Alfred Siegel: A Career Devoted to Justice

Alfred Siegel 1951-2014
In Tribute: The Alfred Siegel Scholarship Fund
The Center for Court Innovation created the Alfred Siegel Scholarship Fund as a way to pay homage to the late Alfred Siegel’s contribution to reforming the criminal justice system in New York. Developed in partnership with the John Jay College of Criminal Justice, the scholarship is designed to support students who have overcome adversity and are interested in a career in public service.
Recipients of the Alfred Siegel Scholarship share some of the qualities that were at the center of Alfred Siegel’s work throughout his lifetime—kindness, personal integrity, and a love of New York.
Alfred Siegel (1951-2014)
On January 16, 2014, Alfred Siegel, deputy director of the Center for Court Innovation, passed away. Over his long career in the field of criminal justice—from his years as an assistant district attorney in the Bronx, to his tenure as deputy commissioner of New York City's Department of Probation, to his work with the Task Force on Transforming New York State's Juvenile Justice System, to his fifteen years here at the Center—Alfred worked tirelessly to make New York a better, safer, and more just place.
The following remarks were delivered by Greg Berman, director of the Center for Court Innovation, at Alfred's funeral.
"As I shared with my friends at the Center for Court Innovation yesterday, I can pinpoint the exact moment that I fell in love with Alfred Siegel:
The year was 1999. We were out at a business lunch with half a dozen other people. Alfred had only joined the Center a few months before and we were still in the process of getting to know each other. It seems funny to say now, given that he was probably the most benign and gentle man that I have ever known, but I found Alfred slightly intimidating when I first met him. He certainly had an understanding of the justice system and an earnestness about improving the lives of the less fortunate that far exceeded my own."

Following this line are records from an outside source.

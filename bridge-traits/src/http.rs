//! HTTP Transport Abstraction
//!
//! Provides single-shot async HTTP operations with TLS support. Retry and
//! failure classification are layered on top by the API client, so
//! implementations of [`HttpClient`] must not retry internally.

use async_trait::async_trait;
use bytes::Bytes;
use serde::{de::DeserializeOwned, Serialize};
use std::collections::HashMap;
use std::time::Duration;

use crate::error::{BridgeError, Result};

/// HTTP method types
#[derive(Debug, Clone, Copy, PartialEq, Eq)]
pub enum HttpMethod {
    Get,
    Post,
    Put,
    Patch,
    Delete,
    Head,
}

/// HTTP request builder
#[derive(Debug, Clone)]
pub struct HttpRequest {
    pub method: HttpMethod,
    pub url: String,
    pub headers: HashMap<String, String>,
    pub body: Option<Bytes>,
    pub timeout: Option<Duration>,
}

impl HttpRequest {
    pub fn new(method: HttpMethod, url: impl Into<String>) -> Self {
        Self {
            method,
            url: url.into(),
            headers: HashMap::new(),
            body: None,
            timeout: None,
        }
    }

    pub fn header(mut self, key: impl Into<String>, value: impl Into<String>) -> Self {
        self.headers.insert(key.into(), value.into());
        self
    }

    pub fn bearer_token(self, token: impl Into<String>) -> Self {
        self.header("Authorization", format!("Bearer {}", token.into()))
    }

    pub fn json<T: Serialize>(mut self, body: &T) -> Result<Self> {
        let json = serde_json::to_vec(body).map_err(|e| {
            BridgeError::OperationFailed(format!("JSON serialization failed: {}", e))
        })?;
        self.body = Some(Bytes::from(json));
        self.headers
            .insert("Content-Type".to_string(), "application/json".to_string());
        Ok(self)
    }

    pub fn body(mut self, body: Bytes) -> Self {
        self.body = Some(body);
        self
    }

    pub fn timeout(mut self, duration: Duration) -> Self {
        self.timeout = Some(duration);
        self
    }
}

/// HTTP response
#[derive(Debug)]
pub struct HttpResponse {
    pub status: u16,
    pub headers: HashMap<String, String>,
    pub body: Bytes,
}

impl HttpResponse {
    /// Parse response body as JSON
    pub fn json<T: DeserializeOwned>(&self) -> Result<T> {
        serde_json::from_slice(&self.body).map_err(|e| {
            BridgeError::OperationFailed(format!("JSON deserialization failed: {}", e))
        })
    }

    /// Get response body as UTF-8 string
    pub fn text(&self) -> Result<String> {
        String::from_utf8(self.body.to_vec())
            .map_err(|e| BridgeError::OperationFailed(format!("Invalid UTF-8: {}", e)))
    }

    /// Check if response status is successful (2xx)
    pub fn is_success(&self) -> bool {
        (200..300).contains(&self.status)
    }

    /// Check if response status indicates a client error (4xx)
    pub fn is_client_error(&self) -> bool {
        (400..500).contains(&self.status)
    }

    /// Check if response status indicates a server error (5xx)
    pub fn is_server_error(&self) -> bool {
        (500..600).contains(&self.status)
    }
}

/// Async HTTP client trait
///
/// Abstracts the HTTP transport so hosts can supply their own stack.
/// Implementations handle TLS, connection pooling and timeouts; they do NOT
/// inject authorization headers and do NOT retry. Both concerns belong to
/// the layers above, which know about tokens and failure classes.
///
/// # Example
///
/// ```ignore
/// use bridge_traits::http::{HttpClient, HttpRequest, HttpMethod};
///
/// async fn fetch_data(client: &dyn HttpClient) -> Result<String> {
///     let request = HttpRequest::new(HttpMethod::Get, "https://api.example.com/data")
///         .bearer_token("token");
///
///     let response = client.execute(request).await?;
///     response.text()
/// }
/// ```
#[async_trait]
pub trait HttpClient: Send + Sync {
    /// Execute a single HTTP request
    ///
    /// # Errors
    ///
    /// Returns error if:
    /// - Network connection fails
    /// - TLS validation fails
    /// - Request times out
    ///
    /// A response with a non-2xx status is NOT an error at this layer;
    /// it is returned as a normal [`HttpResponse`].
    async fn execute(&self, request: HttpRequest) -> Result<HttpResponse>;
}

Greg Berman, director of the Center for Court Innovation, reflects on Alfred Siegel's contributions to the field of justice reform at Community Justice 2014.
Anyway, we were leaving lunch and it started to rain. The rest of us pulled out our standard-issue black umbrellas. By contrast, Alfred—a former Probation executive, inspector general, and assistant district attorney, a man of real substance and experience—unspooled a ginormous blue and red umbrella shaped like a New York Giants helmet. And I knew at that precise moment, that there was something special about this guy.

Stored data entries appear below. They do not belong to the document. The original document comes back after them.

//! # Tarra Dashboard Core
//!
//! Platform-agnostic core for the Tarra operations dashboard: session
//! lifecycle, route gating, token acquisition, resilient API access and
//! the live data feed. Host shells (web, desktop) supply the platform
//! bridges; everything above the bridge traits is shared.
//!
//! This crate is a facade re-exporting the workspace members:
//!
//! - [`bridge`]: platform abstraction traits
//! - [`runtime`]: configuration, events, logging
//! - [`session`]: sign-in lifecycle, access guard, token broker
//! - [`client`]: authenticated HTTP with retries
//! - [`feed`]: live feed connection and cache invalidation
//! - [`desktop`]: desktop bridge implementations (feature `desktop`)

pub use bridge_traits as bridge;
pub use core_client as client;
pub use core_feed as feed;
pub use core_runtime as runtime;
pub use core_session as session;

#[cfg(feature = "desktop")]
pub use bridge_desktop as desktop;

As I got to know Alfred better, this impression was confirmed again and again. In a sea of grey conformity, he stood out as a true original, a man of both high ideals and subversive wit.
Over the years, I have been fortunate to share numerous special moments with Alfred—from watching Rudy Giuliani announce the dissolution of his marriage at the Harlem Community Justice Center to breaking bread at Forno’s in Newark with Adam Mansky to accepting the Peter F. Drucker Award for Nonprofit Innovation together in Los Angeles.

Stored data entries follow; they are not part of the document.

//! Session Types
//!
//! Core types for the authentication session: the session state machine,
//! cached access tokens, scope keying and role resolution.

use bridge_traits::identity::Identity;
use chrono::{DateTime, Duration, Utc};
use serde::{Deserialize, Serialize};
use std::fmt;

/// Which authentication flow is currently running.
#[derive(Debug, Clone, Copy, PartialEq, Eq)]
pub enum AuthProgress {
    /// A redirect round trip is being completed
    RedirectPending,
    /// A token is being refreshed without user interaction
    SilentRefresh,
    /// The user is being prompted interactively
    InteractivePopup,
}

/// The authentication session state machine.
///
/// Only the session controller and the token broker write transitions;
/// everything else (the access guard included) reads.
#[derive(Debug, Clone, PartialEq, Eq, Default)]
pub enum SessionState {
    /// No account is signed in
    #[default]
    Unauthenticated,
    /// An authentication flow is running
    InProgress(AuthProgress),
    /// An account is signed in
    Authenticated(Identity),
    /// The last flow failed; `String` is a user-presentable reason
    Failed(String),
}

impl SessionState {
    /// Whether an account is signed in
    pub fn is_authenticated(&self) -> bool {
        matches!(self, SessionState::Authenticated(_))
    }

    /// Whether an authentication flow is running
    pub fn is_in_progress(&self) -> bool {
        matches!(self, SessionState::InProgress(_))
    }

    /// The signed-in identity, if any
    pub fn identity(&self) -> Option<&Identity> {
        match self {
            SessionState::Authenticated(identity) => Some(identity),
            _ => None,
        }
    }
}

/// A cached access token for one scope set.
///
/// `Debug` never prints the token value.
#[derive(Clone, PartialEq, Eq, Serialize, Deserialize)]
pub struct AccessToken {
    /// The bearer token value
    pub value: String,
    /// When the token expires
    pub expires_at: DateTime<Utc>,
    /// Scope key this token was issued for (see [`scope_key`])
    pub scope_key: String,
}

impl AccessToken {
    pub fn new(
        value: impl Into<String>,
        expires_at: DateTime<Utc>,
        scope_key: impl Into<String>,
    ) -> Self {
        Self {
            value: value.into(),
            expires_at,
            scope_key: scope_key.into(),
        }
    }

    /// Whether the token has expired
    pub fn is_expired(&self) -> bool {
        Utc::now() >= self.expires_at
    }

    /// Whether the token expires within `buffer_secs` from now.
    ///
    /// A token inside the buffer counts as stale so requests never go out
    /// with a token about to die mid-flight.
    pub fn is_expired_with_buffer(&self, buffer_secs: i64) -> bool {
        self.is_expired_with_buffer_at(Utc::now(), buffer_secs)
    }

    /// [`is_expired_with_buffer`](Self::is_expired_with_buffer) evaluated
    /// against an explicit `now`, for callers that inject a clock.
    pub fn is_expired_with_buffer_at(&self, now: DateTime<Utc>, buffer_secs: i64) -> bool {
        now + Duration::seconds(buffer_secs) >= self.expires_at
    }

    /// Time remaining until expiry, or `None` if already expired
    pub fn time_until_expiry(&self) -> Option<Duration> {
        let remaining = self.expires_at - Utc::now();
        (remaining > Duration::zero()).then_some(remaining)
    }
}

impl fmt::Debug for AccessToken {
    fn fmt(&self, f: &mut fmt::Formatter<'_>) -> fmt::Result {
        f.debug_struct("AccessToken")
            .field("value", &"[REDACTED]")
            .field("expires_at", &self.expires_at)
            .field("scope_key", &self.scope_key)
            .finish()
    }
}

/// Canonical cache key for a scope set.
///
/// Order-insensitive: `["b", "a"]` and `["a", "b"]` key the same token.
pub fn scope_key(scopes: &[String]) -> String {
    let mut sorted: Vec<&str> = scopes.iter().map(String::as_str).collect();
    sorted.sort_unstable();
    sorted.dedup();
    sorted.join(" ")
}

/// Application roles, ordered by privilege.
#[derive(Debug, Clone, Copy, PartialEq, Eq, PartialOrd, Ord, Serialize, Deserialize)]
pub enum Role {
    Viewer,
    Operator,
    Admin,
}

impl Role {
    /// Parse a role claim. Unknown claims are ignored by callers.
    pub fn parse(claim: &str) -> Option<Role> {
        match claim {
            "Admin" => Some(Role::Admin),
            "Operator" => Some(Role::Operator),
            "Viewer" => Some(Role::Viewer),
            _ => None,
        }
    }

    pub fn as_str(&self) -> &'static str {
        match self {
            Role::Admin => "Admin",
            Role::Operator => "Operator",
            Role::Viewer => "Viewer",
        }
    }
}

/// Whether the identity carries the given role claim.
pub fn has_role(identity: &Identity, role: Role) -> bool {
    identity
        .roles
        .iter()
        .filter_map(|claim| Role::parse(claim))
        .any(|r| r == role)
}

/// The most privileged role the identity carries, if any.
pub fn highest_role(identity: &Identity) -> Option<Role> {
    identity
        .roles
        .iter()
        .filter_map(|claim| Role::parse(claim))
        .max()
}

But the most meaningful moments, at least for me, were private moments that occurred 12 years ago at the start of the Bloomberg administration. At the time, the Center lost its founding director and several other senior staffers. Alfred could have left too—lord knows, he had multiple opportunities that were higher profile and more lucrative than the Center.
But Alfred chose to stay. I think he stayed for a host of reasons, high among them that he totally bought into the mission of the organization and was unfailingly loyal to the people who worked for him. He was also dedicated to achieving a work-life balance that enabled him to spend quality time with the family he so adored.
In committing himself to the Center for Court Innovation, Alfred expressed a vote of confidence in me at a time when I desperately needed it. For me, he was a guide, a friend, and a partner, the older brother I never had, helping me to grow into leadership, into the best version of myself I could be. In this way, Alfred was like a smart, honorable, and courageous version of Falstaff, if such a thing is imaginable. I don’t think I am exaggerating when I say that not a single day of our work lives went by without him making fun of me for some reason or another—my appalling taste in pizza, my scandalous lack of loyalty to New York’s sports teams, or my pretentiousness to compare myself to Prince Hal. But somehow, as Liberty Aldrich observed at our staff meeting yesterday, he managed to be funny without ever being snarky or mean.
At the end of the day, I think it was this combination—the unique blend of humor and kindness—that attracted so many of us to him and made him such an effective leader.
The last few days have been the most difficult ones I have ever experienced at work. If there is any silver lining, it has been the incredible expressions of love and respect for Alfred that have flooded our phone lines and swamped our in-boxes at the Center for Court Innovation. We were clearly not alone in recognizing the greatness of the man.
As I read all of the tributes to Alfred, I couldn’t help but think of the movie It’s a Wonderful Life, which argues that the true measure of a man is the quality of the friendship he inspires. By that standard, Alfred was truly the richest man in town."